Tuesday, April 23, 2019

Feeding Birds in an Apartment

Red-bellied woodpecker
at a backyard feeder.
Question from Reader:  I live in an apartment.  Can I feed birds from my balcony?  Should I participate in Project Feeder Watch?

My Answer:  Long ago before I met Kathy and when I was a young man, I used to live on the third floor of a "luxury" apartment complex and had the same issue with rules you have. Basically, I just broke the rules. Fortunately, the apartment managers (all female!) thought I was a wonderful tenant, so I got away with breaking the rules---one of the privileges back then of being young and dashing.

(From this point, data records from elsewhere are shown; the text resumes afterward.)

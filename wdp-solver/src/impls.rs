// Every backend records the emitted program in a `Program` field and only
// differs in how it solves it, so the emitting half is forwarded wholesale.
macro_rules! forward_model_sink {
    ($backend:ty) => {
        impl crate::ModelSink for $backend {
            fn new_binary_variable(
                &mut self,
                key: crate::VarKey,
            ) -> Result<crate::Var, crate::ModelError> {
                crate::ModelSink::new_binary_variable(&mut self.program, key)
            }

            fn add_less_equal(
                &mut self,
                key: crate::ConstraintKey,
                terms: crate::Terms,
                bound: f64,
            ) -> Result<crate::ConstraintId, crate::ModelError> {
                crate::ModelSink::add_less_equal(&mut self.program, key, terms, bound)
            }

            fn add_equal(
                &mut self,
                key: crate::ConstraintKey,
                terms: crate::Terms,
                bound: f64,
            ) -> Result<crate::ConstraintId, crate::ModelError> {
                crate::ModelSink::add_equal(&mut self.program, key, terms, bound)
            }

            fn set_objective_maximize(
                &mut self,
                terms: crate::Terms,
            ) -> Result<(), crate::ModelError> {
                crate::ModelSink::set_objective_maximize(&mut self.program, terms)
            }
        }
    };
}

/// Exhaustive reference implementation for small programs
pub mod brute_force;

/// Implementation using the microlp branch-and-bound MILP solver
#[cfg(feature = "microlp")]
pub mod microlp;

But I did use cracked sunflower seed that left no hulls or mess on the balcony---Kathy and I use the same kind of seed in our yard. You can purchase it at any of the Wild Birds Unlimited stores in the Houston area, or you can order it online at http://www.shopwbu.com/products/. Get the "No-Mess Blend Bird Seed." They also sell suet cakes specially blended for warm climates---order the "No Melt" variety. (I have no financial interest in Wild Birds Unlimited; I simply like their products and customer service.)

We also travel quite a bit, so we record birds when we're home and leave it at that.

Project FeederWatch has no hard-and-fast rule that you have to count birds every week. If you sign up for the project, it will take about two weeks to receive the kit. But you can download the tally sheet on the website at www.FeederWatch.com and begin keeping tallies right away.

Monday, April 22, 2019

Strange bird at feeder

Baltimore oriole at water bath.
Copyright: Kathy Adams Clark 
Question from Reader:

Several weeks ago a very beautiful orange and yellow bird, about the size of a mocking bird, lit on one of my humming bird feeders.  I was mostly orange with yellow on the breast.  The closest thing I found in my Texas books was the Altamira Oriole.  I don’t remember the dark wings and tail, but I only saw it for a few seconds before it gave up on the feeder and flew off.  Any Ideas?


My Reply:

The orange bird at your hummingbird feeders was probably a winter plumaged Baltimore Oriole migrating to Southern Mexico or to Central or northern South America.  Altamira Orioles are a Mexican species that occur in the Rio Grande Valley, and I know of no records of that species showing up much farther north.  

Sunday, April 21, 2019

Carolina Wren in the Backyard

Carolina wren with characteristic cocked tail.
Copyright: Kathy Adams Clark 
Carolina Wrens typically remain on or near breeding grounds throughout the year and return to the same location to breed throughout their lives.  Their offspring and even relatives generally reside in the same neighborhood but don't compete with each other for space.  

The Carolina's Wren's song, or I should say, songs are among my favorite bird vocalizations.